There are invoked herein all contents of the literatures described in this description and the Japanese application description on the basis of which the priority of the present application under the Paris convention is claimed.

REFERENCE SIGNS LIST

1 micro fluid device

2 substrate

3 cover body (a lid member)

4 conjugate pad

5 absorption pad

6 capillary pump flowpath

6a first capillary pump section

6b second capillary pump section

7 mixer flowpath (a liquid sending flowpath section)

8 detection section

8a test flowpath

8b control flowpath 8b

Claims

1. An immunological measurement device comprising a micro fluid device, the micro fluid device comprising:

a flowpath to move a specimen that is subjected to an immunological measurement by an antigen-antibody reaction; and

a labeling reagent supplier that is disposed in an upstream section of the flowpath and labels the specimen,

wherein the flowpath comprises a detection flowpath that is disposed downstream of the labeling reagent supplier and measures the antigen-antibody reaction of the specimen, and

wherein the labeling reagent supplier comprises a labeling reagent that labels the specimen by the antigen-antibody reaction, the labeling reagent comprising a labeling substance in which an antigen or an antibody is solidified.

2. The immunological measurement device according to claim 1, wherein the flowpath comprises a self liquid sending type flowpath that moves the specimen and the labeling reagent by a capillary action in the flowpath, without requiring any pump power.

3. The immunological measurement device according to claim 1, wherein the labeling substance comprises colored beads having a diameter of 100 nm or more.

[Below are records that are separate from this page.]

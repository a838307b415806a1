use glam::DVec2;
use serde::{Deserialize, Serialize};

/// Axis-aligned rectangle in continuous units (pixels or normalized UV).
/// `x,y` is the minimum corner; `w,h` are sizes.
#[derive(Debug, Clone, Copy, Serialize, Deserialize, PartialEq, Default)]
pub struct Rect {
    pub x: f64,
    pub y: f64,
    pub w: f64,
    pub h: f64,
}

impl Rect {
    pub const fn new(x: f64, y: f64, w: f64, h: f64) -> Self {
        Self { x, y, w, h }
    }

    pub fn from_min_max(min: DVec2, max: DVec2) -> Self {
        Self::new(min.x, min.y, max.x - min.x, max.y - min.y)
    }

    pub fn min(&self) -> DVec2 {
        DVec2::new(self.x, self.y)
    }

    pub fn max(&self) -> DVec2 {
        DVec2::new(self.x + self.w, self.y + self.h)
    }

    pub fn size(&self) -> DVec2 {
        DVec2::new(self.w, self.h)
    }

    pub fn area(&self) -> f64 {
        self.w * self.h
    }

    pub fn is_finite(&self) -> bool {
        self.x.is_finite() && self.y.is_finite() && self.w.is_finite() && self.h.is_finite()
    }

    /// Grows the rectangle by `amount` on every side.
    pub fn expand(&self, amount: f64) -> Rect {
        Rect::new(
            self.x - amount,
            self.y - amount,
            self.w + 2.0 * amount,
            self.h + 2.0 * amount,
        )
    }

    /// Divides every component per axis, e.g. to turn pixels into normalized units.
    pub fn div(&self, by: DVec2) -> Rect {
        Rect::new(self.x / by.x, self.y / by.y, self.w / by.x, self.h / by.y)
    }

    /// Multiplies every component by the same factor.
    pub fn scale(&self, factor: f64) -> Rect {
        Rect::new(
            self.x * factor,
            self.y * factor,
            self.w * factor,
            self.h * factor,
        )
    }

    /// Inclusive point test with a per-axis tolerance.
    pub fn contains_point(&self, p: DVec2, epsilon: DVec2) -> bool {
        let min = self.min() - epsilon;
        let max = self.max() + epsilon;
        min.x <= p.x && p.x <= max.x && min.y <= p.y && p.y <= max.y
    }

    /// Coordinates of `p` relative to this rectangle, `0..1` inside it.
    pub fn to_local(&self, p: DVec2) -> DVec2 {
        (p - self.min()) / self.size()
    }

    /// Inverse of [`Rect::to_local`].
    pub fn from_local(&self, p: DVec2) -> DVec2 {
        p * self.size() + self.min()
    }

    /// Corners as left-bottom, right-bottom, right-top, left-top.
    pub fn corners(&self) -> [DVec2; 4] {
        let (min, max) = (self.min(), self.max());
        [
            min,
            DVec2::new(max.x, min.y),
            max,
            DVec2::new(min.x, max.y),
        ]
    }

    /// True if the interiors of both rectangles overlap.
    pub fn overlaps(&self, other: &Rect) -> bool {
        let (a0, a1) = (self.min(), self.max());
        let (b0, b1) = (other.min(), other.max());
        a0.x < b1.x && b0.x < a1.x && a0.y < b1.y && b0.y < a1.y
    }
}

/// Axis-aligned rectangle on the integer packing grid. `x,y` is top-left; `w,h` are sizes.
#[derive(Debug, Clone, Copy, Serialize, Deserialize, PartialEq, Eq)]
pub struct GridRect {
    pub x: u32,
    pub y: u32,
    pub w: u32,
    pub h: u32,
}

impl GridRect {
    pub fn new(x: u32, y: u32, w: u32, h: u32) -> Self {
        Self { x, y, w, h }
    }
    /// Inclusive right edge coordinate (`x + w - 1`).
    pub fn right(&self) -> u32 {
        self.x + self.w.saturating_sub(1)
    }
    /// Inclusive bottom edge coordinate (`y + h - 1`).
    pub fn bottom(&self) -> u32 {
        self.y + self.h.saturating_sub(1)
    }
    /// Returns true if `r` is fully inside `self` (inclusive edges).
    pub fn contains(&self, r: &GridRect) -> bool {
        r.x >= self.x && r.y >= self.y && r.right() <= self.right() && r.bottom() <= self.bottom()
    }
}

/// Summary of one atlas build.
#[derive(Debug, Clone, Copy, Serialize, Deserialize, Default, PartialEq)]
pub struct AtlasStats {
    /// Mesh objects that took part in the build.
    pub objects: usize,
    /// Source materials that were atlased.
    pub materials: usize,
    /// Islands left after merging, equal to the number of transforms.
    pub islands: usize,
    /// Merge steps performed by all island mergers.
    pub merges: usize,
    /// UV patches rejected as degenerate during discovery.
    pub rejected_patches: usize,
    /// Packing rounds executed.
    pub rounds: usize,
    /// Best packing score (extent of the packed square before normalization).
    pub score: f64,
    /// Share of the atlas covered by packed rectangles (0.0 to 1.0).
    pub occupancy: f64,
    /// Polygons whose UVs were remapped onto the atlas.
    pub remapped_polygons: usize,
}

impl AtlasStats {
    /// Returns a human-readable summary of the statistics.
    pub fn summary(&self) -> String {
        format!(
            "Objects: {}, Materials: {}, Islands: {}, Merges: {}, Rejected: {}, Rounds: {}, Score: {:.4}, Occupancy: {:.2}%, Remapped polygons: {}",
            self.objects,
            self.materials,
            self.islands,
            self.merges,
            self.rejected_patches,
            self.rounds,
            self.score,
            self.occupancy * 100.0,
            self.remapped_polygons,
        )
    }

    /// Returns unused atlas space as a percentage (0.0 to 100.0).
    pub fn waste_percentage(&self) -> f64 {
        (1.0 - self.occupancy).clamp(0.0, 1.0) * 100.0
    }
}
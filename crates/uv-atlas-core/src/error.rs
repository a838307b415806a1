use crate::host::HostError;
use crate::pipeline::Stage;
use thiserror::Error;

/// Coarse classification of a failure, used to decide whether a run may continue.
#[derive(Debug, Clone, Copy, PartialEq, Eq)]
pub enum ErrorKind {
    /// A resolvable input is missing or malformed.
    Configuration,
    /// Discovery and remap disagree, or a packing invariant broke. Always fatal.
    GeometryInconsistency,
    /// The host (isolation, renderer, write-back) reported a failure.
    ExternalCollaborator,
}

#[derive(Debug, Error)]
pub enum AtlasError {
    #[error("Invalid configuration: {0}")]
    InvalidConfig(String),
    #[error("Nothing to atlas: {0}")]
    Empty(String),
    #[error("Invalid island: {0}")]
    InvalidIsland(String),
    #[error("Invalid box: {0}")]
    InvalidBox(String),
    #[error("Packer produced no finite score in {rounds} round(s)")]
    NoFiniteScore { rounds: usize },
    #[error("Packing primitive returned an unusable placement: {0}")]
    InvalidPlacement(String),
    #[error("Boxes do not fit a square bin of side {side} after {attempts} attempts")]
    OutOfSpace { side: u32, attempts: usize },
    #[error("No UV transform matches polygon #{polygon} with mean UV ({u}, {v})")]
    NoMatchingTransform { polygon: usize, u: f64, v: f64 },
    #[error("{stage} failed for {context}")]
    Stage {
        stage: Stage,
        context: String,
        #[source]
        source: Box<AtlasError>,
    },
    #[error("{stage}: host failed for {context}")]
    External {
        stage: Stage,
        context: String,
        #[source]
        source: HostError,
    },
}

impl AtlasError {
    pub fn kind(&self) -> ErrorKind {
        match self {
            AtlasError::InvalidConfig(_) | AtlasError::Empty(_) => ErrorKind::Configuration,
            AtlasError::Stage { source, .. } => source.kind(),
            AtlasError::External { .. } => ErrorKind::ExternalCollaborator,
            AtlasError::InvalidIsland(_)
            | AtlasError::InvalidBox(_)
            | AtlasError::NoFiniteScore { .. }
            | AtlasError::InvalidPlacement(_)
            | AtlasError::OutOfSpace { .. }
            | AtlasError::NoMatchingTransform { .. } => ErrorKind::GeometryInconsistency,
        }
    }

    /// Attaches the active pipeline stage and the material/object being processed.
    pub fn in_stage(self, stage: Stage, context: impl Into<String>) -> Self {
        AtlasError::Stage {
            stage,
            context: context.into(),
            source: Box::new(self),
        }
    }

    pub fn external(stage: Stage, context: impl Into<String>, source: HostError) -> Self {
        AtlasError::External {
            stage,
            context: context.into(),
            source,
        }
    }

    /// The innermost error, with all stage wrappers removed.
    pub fn root(&self) -> &AtlasError {
        match self {
            AtlasError::Stage { source, .. } => source.root(),
            other => other,
        }
    }
}

pub type Result<T> = std::result::Result<T, AtlasError>;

4. The immunological measurement device according to claim 1, wherein the labeling reagent supplier comprises a conjugate pad impregnated with the labeling reagent, and the specimen is dropped onto a conjugate pad via or not via a sample pad.

5. The immunological measurement device according to claim 1, wherein the flowpath further comprises a capillary pump flowpath that is disposed on at least one of upstream and downstream sides of the detection flowpath and generates a capillary action to move the specimen and the labeling reagent.

6. The immunological measurement device according to claim 1, wherein the flowpath further comprises a mixer flowpath to mix the specimen and the labeling reagent, the mixer flowpath being disposed on an upstream side of the detection flowpath.

7. The immunological measurement device according to claim 1, wherein a flowpath width and a flowpath depth of the flowpath are larger than a diameter of the labeling substance.